When the church forms priests, deacons, and bishops, we constantly ask the people preparing for these offices to tell their story of call. In fact, we ask for it so often, most of us have the story down to a three sentence elevator pitch about how we got into the God gig in the first place. I suspect that we have done a disservice to the church at large by spending so much time on the call stories of the clergy and not nearly enough time on the call stories of the laity. It’s rank arrogance to think that God only has something to say to people who wear funny clothes at the front of the church. Our God is cleverer than that.
What is the shape and the tone of your call? When did God speak to you and what was the topic? Was your response like Mary and Isaiah—”Yes, Lord; send me!” Or was your response more like Moses or Jeremiah—”God, here are all the reasons I will not be able to answer your call today.” Did you, like Jeremiah, experience a shock, a moment when you knew you had to speak God’s words?
I’m no expert in theology.

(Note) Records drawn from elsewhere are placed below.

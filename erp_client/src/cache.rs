//! LRU response cache with per-entry TTL.

use std::{
    num::NonZeroUsize,
    time::{Duration, Instant},
};

use lru::LruCache;
use parking_lot::Mutex;
use serde_json::Value;

const DEFAULT_CAPACITY: usize = 1024;

#[derive(Debug, Clone)]
struct Entry {
    value: Value,
    expires_at: Instant,
}

/// Bounded cache for read-mostly ERP responses.
///
/// Entries carry their own TTL so field metadata (stable for the lifetime of
/// a deployment) can outlive search results.
#[derive(Debug)]
pub struct ResponseCache {
    entries: Mutex<LruCache<String, Entry>>,
    default_ttl: Duration,
}

impl ResponseCache {
    pub fn new(default_ttl: Duration) -> Self {
        Self::with_capacity(default_ttl, DEFAULT_CAPACITY)
    }

    pub fn with_capacity(default_ttl: Duration, capacity: usize) -> Self {
        let capacity = NonZeroUsize::new(capacity).unwrap_or(NonZeroUsize::MIN);
        Self {
            entries: Mutex::new(LruCache::new(capacity)),
            default_ttl,
        }
    }

    /// Builds a cache key from a method and its identifying parts.
    pub fn make_key(prefix: &str, parts: &[&str]) -> String {
        let mut key = String::from(prefix);
        for part in parts {
            key.push(':');
            key.push_str(part);
        }
        key
    }

    pub fn get(&self, key: &str) -> Option<Value> {
        let mut entries = self.entries.lock();
        match entries.get(key) {
            Some(entry) if entry.expires_at > Instant::now() => {
                tracing::debug!(key, "cache hit");
                Some(entry.value.clone())
            }
            Some(_) => {
                entries.pop(key);
                tracing::debug!(key, "cache entry expired");
                None
            }
            None => None,
        }
    }

    pub fn insert(&self, key: String, value: Value, ttl: Option<Duration>) {
        let ttl = ttl.unwrap_or(self.default_ttl);
        let entry = Entry {
            value,
            expires_at: Instant::now() + ttl,
        };
        self.entries.lock().put(key, entry);
    }

    pub fn clear(&self) {
        self.entries.lock().clear();
    }

    pub fn len(&self) -> usize {
        self.entries.lock().len()
    }

    pub fn is_empty(&self) -> bool {
        self.entries.lock().is_empty()
    }
}

#[cfg(test)]
mod tests {
    use super::*;
    use serde_json::json;

    #[test]
    fn test_insert_and_get() {
        let cache = ResponseCache::new(Duration::from_secs(60));
        cache.insert("k".into(), json!([1, 2, 3]), None);
        assert_eq!(cache.get("k"), Some(json!([1, 2, 3])));
        assert_eq!(cache.get("missing"), None);
    }

    #[test]
    fn test_expired_entry_is_evicted() {
        let cache = ResponseCache::new(Duration::from_secs(60));
        cache.insert("k".into(), json!(true), Some(Duration::ZERO));
        assert_eq!(cache.get("k"), None);
        assert!(cache.is_empty());
    }

    #[test]
    fn test_capacity_bound() {
        let cache = ResponseCache::with_capacity(Duration::from_secs(60), 2);
        cache.insert("a".into(), json!(1), None);
        cache.insert("b".into(), json!(2), None);
        cache.insert("c".into(), json!(3), None);
        assert_eq!(cache.len(), 2);
        assert_eq!(cache.get("a"), None);
    }

    #[test]
    fn test_make_key() {
        let key = ResponseCache::make_key("search", &["res.partner", "[]", "10"]);
        assert_eq!(key, "search:res.partner:[]:10");
    }
}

I took the classes, but I didn’t have a great mind for the mechanics of salvation or the finer points of the liturgy. But I do remember a few things clearly. I remember that God is in the business of calling us into service. You have, undoubtedly, been called by God to serve God’s people. I don’t know the specifics. But I can’t believe that you were brought into this place, cleansed by baptism, and fed by the Eucharist to just tread water. God has something in mind for you, and I’d be excited to know what it is.
And if you, like me, sometimes show some reluctance—or come up with excellent reasons why you can’t answer God’s call, then I imagine God will be kind enough to shock our mouths.

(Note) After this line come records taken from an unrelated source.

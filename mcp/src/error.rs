//! Gateway error types.
//!
//! Every failure a tool call can produce is normalized to a small taxonomy of
//! wire-visible kinds so callers can branch on kind without parsing prose.
//! Upstream fault detail is preserved in the message, never swallowed.

use erp_client::ErpError;
use serde::Serialize;
use thiserror::Error;

pub type GatewayResult<T> = Result<T, GatewayError>;

#[derive(Debug, Error)]
pub enum GatewayError {
    #[error("unknown tool: {0}")]
    UnknownTool(String),

    #[error("invalid arguments: {0}")]
    InvalidArguments(String),

    #[error("ERP unreachable: {0}")]
    UpstreamUnavailable(String),

    #[error("ERP rejected the request: {0}")]
    UpstreamRejected(String),
}

impl GatewayError {
    /// Wire-visible error kind.
    pub fn kind(&self) -> &'static str {
        match self {
            GatewayError::UnknownTool(_) | GatewayError::InvalidArguments(_) => "invalid_request",
            GatewayError::UpstreamUnavailable(_) => "upstream_unavailable",
            GatewayError::UpstreamRejected(_) => "upstream_rejected",
        }
    }
}

impl From<ErpError> for GatewayError {
    fn from(error: ErpError) -> Self {
        if error.is_retryable() {
            GatewayError::UpstreamUnavailable(error.to_string())
        } else {
            GatewayError::UpstreamRejected(error.to_string())
        }
    }
}

/// Error envelope returned on the tool-call wire.
#[derive(Debug, Clone, Serialize)]
pub struct ErrorEnvelope {
    pub success: bool,
    pub error: String,
    pub message: String,
}

impl ErrorEnvelope {
    pub fn new(kind: impl Into<String>, message: impl Into<String>) -> Self {
        Self {
            success: false,
            error: kind.into(),
            message: message.into(),
        }
    }
}

impl From<&GatewayError> for ErrorEnvelope {
    fn from(error: &GatewayError) -> Self {
        Self::new(error.kind(), error.to_string())
    }
}

#[cfg(test)]
mod tests {
    use super::*;
    use std::time::Duration;

    #[test]
    fn test_kind_mapping() {
        assert_eq!(
            GatewayError::UnknownTool("nope".into()).kind(),
            "invalid_request"
        );
        assert_eq!(
            GatewayError::InvalidArguments("ids[0]".into()).kind(),
            "invalid_request"
        );
        assert_eq!(
            GatewayError::UpstreamUnavailable("refused".into()).kind(),
            "upstream_unavailable"
        );
        assert_eq!(
            GatewayError::UpstreamRejected("bad model".into()).kind(),
            "upstream_rejected"
        );
    }

    #[test]
    fn test_erp_error_normalization() {
        let timeout: GatewayError = ErpError::Timeout(Duration::from_secs(30)).into();
        assert_eq!(timeout.kind(), "upstream_unavailable");

        let fault: GatewayError = ErpError::Validation("no such field".into()).into();
        assert_eq!(fault.kind(), "upstream_rejected");
        // Original fault detail survives wrapping.
        assert!(fault.to_string().contains("no such field"));
    }

    #[test]
    fn test_error_envelope_shape() {
        let envelope = ErrorEnvelope::from(&GatewayError::UnknownTool("odoo_x".into()));
        let value = serde_json::to_value(&envelope).unwrap();
        assert_eq!(value["success"], false);
        assert_eq!(value["error"], "invalid_request");
    }
}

The reluctance in the Jeremiah story is singular, but I wonder if it can be corporate as well. Can we, as a community of God followers, be called to a certain task? And can we, as a community, be reluctant? I think the answer might be yes. We can all too easily, as a church, say to God that we don’t have enough time, or enough money, or enough energy to answer the call. And in fact, I can look around at lots of churches who happily say no to God’s call for lots of reasons.
What if God shocks us out of “no we can’t” into “we’re going to make it work?” What if we suck on that nine volt, get wide awake, and get to the business of serving God’s people?

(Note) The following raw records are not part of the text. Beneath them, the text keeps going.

//! Columnar-to-row conversion.

use chrono::Utc;
use tracing::warn;

use super::envelope::{QueryMetadata, Row};
use crate::platform::ColumnarResult;

/// Converts a columnar result into rows.
///
/// Row `i` maps every column name to that column's value at position `i`,
/// in column order. Columns of unequal length are paired positionally, so
/// the output stops at the shortest column. A repeated column name keeps its
/// first position and takes the value of its last occurrence.
pub fn to_rows(result: &ColumnarResult) -> Vec<Row> {
    let num_rows = result.num_rows();

    if result.is_ragged() {
        warn!(
            "Result columns have unequal lengths, truncating to {} rows",
            num_rows
        );
    }

    (0..num_rows)
        .map(|i| {
            result
                .iter()
                .map(|(field, values)| (field.name.clone(), values[i].to_json()))
                .collect()
        })
        .collect()
}

/// Builds success metadata, stamped with the current time.
pub fn build_metadata(result: &ColumnarResult, row_count: usize, query: &str) -> QueryMetadata {
    QueryMetadata {
        row_count,
        column_names: result
            .column_names()
            .into_iter()
            .map(String::from)
            .collect(),
        column_types: result
            .column_types()
            .into_iter()
            .map(|(_, data_type)| data_type.to_string())
            .collect(),
        query_time: Utc::now(),
        query: query.to_string(),
    }
}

I’ll admit that I’m scared. I know what we’re all supposed to do here on Sunday morning. I mean, we print everything in the bulletin—even when to stand and when to sit. But what are we supposed to do on Monday morning? What is God calling us to do, and how are we going to answer?
I’ll reiterate that I don’t know the specifics of either your personal call or our call as a parish. But every prophet ever sent out into the world was sent out to preach the gospel of release to the captives, destruction to the oppressor, and kindness to the stranger. If we start there, we can’t go too far wrong. Where are the vulnerable places within walking distance of our church? Where are the cracks in the fabric of this city? Who is out in the world using their power to make the lives of the weak miserable? That’s where we need to start.
I read an interview of a woman who was sleeping in a makeshift homeless camp outside on Monday night. The reporter asked her about the coming arctic blast. She said, “I’m cold, and I’m afraid.” The reporter asked why she wasn’t in a shelter, and she said that there are bedbugs, people steal your belongings, and that it’s particularly not safe for women. This is a woman on the outer edges of our society. And this woman is our sister. This woman is beloved of our God. So, while I don’t know the specifics of our call, I know that we are being shocked somehow into her direction. And while I don’t know the specifics of St. Mark’s call, I know that we are being shocked somehow in her direction.
Brace yourself, beloved people of God. You are being called to serve, and that sometimes comes as a shock. Amen.